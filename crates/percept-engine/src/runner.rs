// Copyright 2025 Neuraville Inc.
// SPDX-License-Identifier: Apache-2.0

//! Engine runner.
//!
//! Connects out to the broker's engine endpoint, registers the source this
//! worker serves and then processes one frame at a time. A silent connection
//! (no message within the poll timeout) is abandoned and re-established with
//! a fresh welcome until the retry budget runs out; this is the counterpart
//! of the dispatcher-side heartbeat timeout.

use std::time::Duration;

use percept_config::EngineConfig;
use percept_protocol::{decode, encode, EngineWelcome, FromEngine, ToEngine};
use tokio::time::{sleep, timeout};
use tracing::{debug, info, warn};
use zeromq::{DealerSocket, Socket, SocketRecv, SocketSend, ZmqMessage};

use crate::engine::CognitiveEngine;
use crate::error::{EngineError, Result};

const RECONNECT_DELAY: Duration = Duration::from_secs(1);

/// Drives one [`CognitiveEngine`] against a broker.
pub struct EngineRunner<E> {
    engine: E,
    config: EngineConfig,
}

impl<E: CognitiveEngine + 'static> EngineRunner<E> {
    pub fn new(engine: E, config: EngineConfig) -> Self {
        EngineRunner { engine, config }
    }

    /// Connect to the broker and serve frames until the retry budget is
    /// exhausted. Returns `EngineError::RetriesExhausted` when it gives up.
    pub async fn run(self) -> Result<()> {
        let EngineRunner { mut engine, config } = self;

        let welcome = FromEngine::Welcome(EngineWelcome {
            source_name: config.source_name.clone(),
            engine_name: config.engine_name.clone(),
            all_responses_required: config.all_responses_required,
        });
        let welcome_bytes = encode(&welcome)?;

        let mut retries = config.request_retries;
        while retries > 0 {
            let mut socket = DealerSocket::new();
            if let Err(error) = socket.connect(&config.server_address).await {
                warn!(engine = %config.engine_name, %error, "failed to connect to broker");
                retries -= 1;
                sleep(RECONNECT_DELAY).await;
                continue;
            }
            if let Err(error) = socket.send(ZmqMessage::from(welcome_bytes.clone())).await {
                warn!(engine = %config.engine_name, %error, "failed to send welcome message");
                retries -= 1;
                sleep(RECONNECT_DELAY).await;
                continue;
            }
            info!(
                engine = %config.engine_name,
                server = %config.server_address,
                "sent welcome message to server"
            );

            'connection: loop {
                let message = match timeout(config.poll_timeout(), socket.recv()).await {
                    Err(_) => {
                        warn!(engine = %config.engine_name, "no message from server within poll timeout");
                        retries -= 1;
                        break 'connection;
                    }
                    Ok(Err(error)) => {
                        warn!(engine = %config.engine_name, %error, "receive from server failed");
                        retries -= 1;
                        break 'connection;
                    }
                    Ok(Ok(message)) => message,
                };

                let frames = message.into_vec();
                let Some(payload) = frames.iter().rev().find(|frame| !frame.is_empty()) else {
                    continue;
                };
                let envelope: ToEngine = match decode(payload) {
                    Ok(envelope) => envelope,
                    Err(error) => {
                        warn!(engine = %config.engine_name, %error, "dropping undecodable message");
                        continue;
                    }
                };

                match envelope {
                    ToEngine::Heartbeat => {
                        debug!(engine = %config.engine_name, "received heartbeat from server");
                        let reply = ZmqMessage::from(encode(&FromEngine::Heartbeat)?);
                        if let Err(error) = socket.send(reply).await {
                            warn!(engine = %config.engine_name, %error, "heartbeat reply failed");
                            retries -= 1;
                            break 'connection;
                        }
                    }
                    ToEngine::Input { metadata, frame } => {
                        debug!(
                            engine = %config.engine_name,
                            source = %metadata.source_name,
                            frame_id = metadata.frame_id,
                            "received input from server"
                        );
                        // The callback blocks for the duration of one frame;
                        // run it off the async worker thread.
                        let (returned, result) = tokio::task::spawn_blocking(move || {
                            let mut engine = engine;
                            let result = engine.handle(frame);
                            (engine, result)
                        })
                        .await
                        .map_err(|error| EngineError::Callback(error.to_string()))?;
                        engine = returned;

                        let reply = FromEngine::Result { metadata, result };
                        if let Err(error) = socket.send(ZmqMessage::from(encode(&reply)?)).await {
                            warn!(engine = %config.engine_name, %error, "sending result failed");
                            retries -= 1;
                            break 'connection;
                        }
                        debug!(engine = %config.engine_name, "sent result to server");
                    }
                }
            }
        }

        warn!(
            engine = %config.engine_name,
            "ran out of retries, abandoning server connection"
        );
        Err(EngineError::RetriesExhausted {
            engine_name: config.engine_name,
        })
    }
}

#[cfg(test)]
mod tests {
    use super::*;
    use percept_protocol::{Frame, ResultWrapper, StatusCode};

    struct Noop;

    impl CognitiveEngine for Noop {
        fn handle(&mut self, _frame: Frame) -> ResultWrapper {
            ResultWrapper::from_status(StatusCode::Success)
        }
    }

    #[tokio::test]
    async fn zero_retry_budget_fails_fast() {
        let config = EngineConfig {
            request_retries: 0,
            ..EngineConfig::default()
        };
        let error = EngineRunner::new(Noop, config).run().await.unwrap_err();
        assert!(matches!(error, EngineError::RetriesExhausted { .. }));
    }
}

______________________________

**PROBLEM:**
How many lines in the entries contain the string "this"? Give the number only.

**REPLY:**
2